| About this task |
If a line of the data below holds the word "true", list it.

[Information supplied Boundary: Start]

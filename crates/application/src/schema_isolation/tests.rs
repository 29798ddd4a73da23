use std::sync::Arc;
use std::sync::atomic::{AtomicUsize, Ordering};

use async_trait::async_trait;
use auditrail_core::{AppError, AppResult};
use proptest::prelude::*;
use serde_json::{Value, json};

use crate::storage_ports::StatementExecutor;

use super::{
    IsolationGuardedExecutor, IsolationPolicy, IsolationVerdict, SchemaIsolationValidator,
    STATEMENT_EXCERPT_CHARS, excerpt,
};

fn validator(policy: IsolationPolicy) -> SchemaIsolationValidator {
    SchemaIsolationValidator::new(policy).unwrap_or_else(|_| unreachable!())
}

#[test]
fn two_tenant_schemas_are_flagged() {
    let verdict = validator(IsolationPolicy::LogOnly).inspect(
        "SELECT a.id FROM tenant_acme.employees a JOIN tenant_globex.employees g ON a.id = g.id",
    );
    assert_eq!(
        verdict,
        IsolationVerdict::CrossSchema(vec!["tenant_acme".to_owned(), "tenant_globex".to_owned()])
    );
}

#[test]
fn one_tenant_schema_is_isolated() {
    let verdict = validator(IsolationPolicy::LogOnly).inspect(
        "SELECT e.id FROM tenant_acme.employees e JOIN tenant_acme.departments d ON d.id = e.department_id",
    );
    assert_eq!(verdict, IsolationVerdict::Isolated);
}

#[test]
fn tenant_and_shared_schema_mix_is_flagged() {
    let verdict = validator(IsolationPolicy::LogOnly)
        .inspect(r#"SELECT * FROM "tenant_acme"."employees" e JOIN master.tenants t ON true"#);
    assert!(matches!(verdict, IsolationVerdict::CrossSchema(schemas) if schemas.len() == 2));
}

#[test]
fn case_differences_do_not_count_as_distinct_schemas() {
    let verdict = validator(IsolationPolicy::LogOnly)
        .inspect("select * from TENANT_ACME.employees join tenant_acme.leave_requests on true");
    assert_eq!(verdict, IsolationVerdict::Isolated);
}

#[test]
fn health_check_and_transaction_control_are_exempt() {
    let validator = validator(IsolationPolicy::Block);
    for statement in [
        "SELECT 1",
        " select 1 ; ",
        "  begin",
        "COMMIT;",
        "RELEASE SAVEPOINT before_import",
        "SET search_path TO tenant_acme, public",
    ] {
        assert_eq!(validator.inspect(statement), IsolationVerdict::Exempt, "{statement}");
        assert!(validator.enforce(statement).is_ok());
    }
}

#[test]
fn exempt_prefixes_do_not_hide_cross_tenant_joins() {
    let validator = validator(IsolationPolicy::Block);
    for statement in [
        "SELECT 1 FROM tenant_acme.employees a JOIN tenant_globex.employees b ON a.id = b.id",
        "SELECT 10 AS n, a.* FROM tenant_acme.employees a, tenant_globex.employees b",
        "SELECT 1; DELETE FROM tenant_acme.x USING tenant_globex.y",
        "BEGINNING_BALANCE: SELECT * FROM tenant_acme.x, tenant_globex.y",
    ] {
        assert!(
            matches!(validator.inspect(statement), IsolationVerdict::CrossSchema(_)),
            "{statement}"
        );
        assert!(matches!(validator.enforce(statement), Err(AppError::Forbidden(_))));
    }
    assert_eq!(validator.violations_detected(), 4);
}

#[test]
fn catalog_words_in_text_do_not_exempt_statements() {
    let validator = validator(IsolationPolicy::Block);
    let statement = "SELECT * FROM tenant_acme.employees a JOIN tenant_globex.employees b \
                     ON a.id = b.id WHERE b.note <> 'information_schema' -- pg_catalog";
    assert!(matches!(
        validator.enforce(statement),
        Err(AppError::Forbidden(_))
    ));
}

#[test]
fn system_schemas_do_not_count_as_distinct() {
    let validator = validator(IsolationPolicy::Block);
    for statement in [
        "SELECT * FROM information_schema.tables t JOIN tenant_acme.x ON true",
        "SELECT n.nspname FROM pg_catalog.pg_namespace n, public.x",
        "SELECT version FROM public._sqlx_migrations, master.tenants",
    ] {
        assert_eq!(validator.inspect(statement), IsolationVerdict::Isolated, "{statement}");
        assert!(validator.enforce(statement).is_ok());
    }
    assert!(matches!(
        validator.inspect("SELECT * FROM pg_catalog.pg_class, tenant_acme.x, master.tenants"),
        IsolationVerdict::CrossSchema(_)
    ));
}

#[test]
fn log_only_policy_allows_and_counts_violations() {
    let validator = validator(IsolationPolicy::LogOnly);
    let result = validator.enforce("DELETE FROM tenant_a.x USING tenant_b.y");
    assert!(result.is_ok());
    assert_eq!(validator.violations_detected(), 1);
}

#[test]
fn block_policy_rejects_violations() {
    let validator = validator(IsolationPolicy::Block);
    let result = validator.enforce("UPDATE tenant_a.x SET v = (SELECT v FROM public.y)");
    assert!(matches!(result, Err(AppError::Forbidden(_))));
}

#[test]
fn policy_parses_configuration_values() {
    assert!(matches!("BLOCK".parse::<IsolationPolicy>(), Ok(IsolationPolicy::Block)));
    assert!(matches!("log_only".parse::<IsolationPolicy>(), Ok(IsolationPolicy::LogOnly)));
    assert!("strict".parse::<IsolationPolicy>().is_err());
}

#[test]
fn excerpt_respects_char_boundaries() {
    let statement = "é".repeat(STATEMENT_EXCERPT_CHARS + 20);
    assert_eq!(excerpt(&statement).chars().count(), STATEMENT_EXCERPT_CHARS);
    assert_eq!(excerpt("SELECT 2"), "SELECT 2");
}

#[derive(Default)]
struct CountingExecutor {
    calls: AtomicUsize,
}

#[async_trait]
impl StatementExecutor for CountingExecutor {
    async fn query_rows(&self, _statement: &str) -> AppResult<Vec<Value>> {
        self.calls.fetch_add(1, Ordering::SeqCst);
        Ok(vec![json!({ "id": 1 })])
    }

    async fn execute(&self, _statement: &str) -> AppResult<u64> {
        self.calls.fetch_add(1, Ordering::SeqCst);
        Ok(1)
    }

    async fn query_scalar(&self, _statement: &str) -> AppResult<Option<Value>> {
        self.calls.fetch_add(1, Ordering::SeqCst);
        Ok(Some(json!(1)))
    }
}

#[tokio::test]
async fn guarded_executor_blocks_before_execution() {
    let inner = Arc::new(CountingExecutor::default());
    let executor = IsolationGuardedExecutor::new(
        inner.clone(),
        Arc::new(validator(IsolationPolicy::Block)),
    );

    let blocked = executor
        .query_rows("SELECT * FROM tenant_a.employees, tenant_b.employees")
        .await;
    assert!(blocked.is_err());
    assert_eq!(inner.calls.load(Ordering::SeqCst), 0);

    let allowed = executor.execute("UPDATE tenant_a.employees SET active = true").await;
    assert!(matches!(allowed, Ok(1)));
    let ping = executor.query_scalar("SELECT 1").await;
    assert!(matches!(ping, Ok(Some(_))));
    assert_eq!(inner.calls.load(Ordering::SeqCst), 2);
}

proptest! {
    #[test]
    fn distinct_tenant_pairs_always_flag(
        left in "[a-z][a-z0-9]{0,10}",
        right in "[a-z][a-z0-9]{0,10}",
        table in "[a-z]{1,12}",
    ) {
        prop_assume!(left != right);
        let statement = format!("SELECT * FROM tenant_{left}.{table} JOIN tenant_{right}.{table} USING (id)");
        let verdict = validator(IsolationPolicy::LogOnly).inspect(&statement);
        prop_assert!(matches!(verdict, IsolationVerdict::CrossSchema(_)), "{}", statement);
    }

    #[test]
    fn repeated_single_schema_never_flags(
        tenant in "[a-z][a-z0-9]{0,10}",
        tables in proptest::collection::vec("[a-z]{1,12}", 1..6),
    ) {
        let joined = tables
            .iter()
            .map(|table| format!("tenant_{tenant}.{table}"))
            .collect::<Vec<_>>()
            .join(", ");
        let statement = format!("SELECT * FROM {joined}");
        prop_assert_eq!(validator(IsolationPolicy::LogOnly).inspect(&statement), IsolationVerdict::Isolated);
    }
}

#[test]
fn schema_names_inside_longer_identifiers_are_ignored() {
    let verdict = validator(IsolationPolicy::LogOnly)
        .inspect("SELECT republic.name FROM tenant_acme.countries republic");
    assert_eq!(verdict, IsolationVerdict::Isolated);
}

[Information supplied Boundary: End]

| Task response |
        .inspect(r#"SELECT * FROM "tenant_acme"."employees" e JOIN master.tenants t ON true"#);
        .inspect("select * from TENANT_ACME.employees join tenant_acme.leave_requests on true");
        "SELECT * FROM information_schema.tables t JOIN tenant_acme.x ON true",
    let allowed = executor.execute("UPDATE tenant_a.employees SET active = true").await;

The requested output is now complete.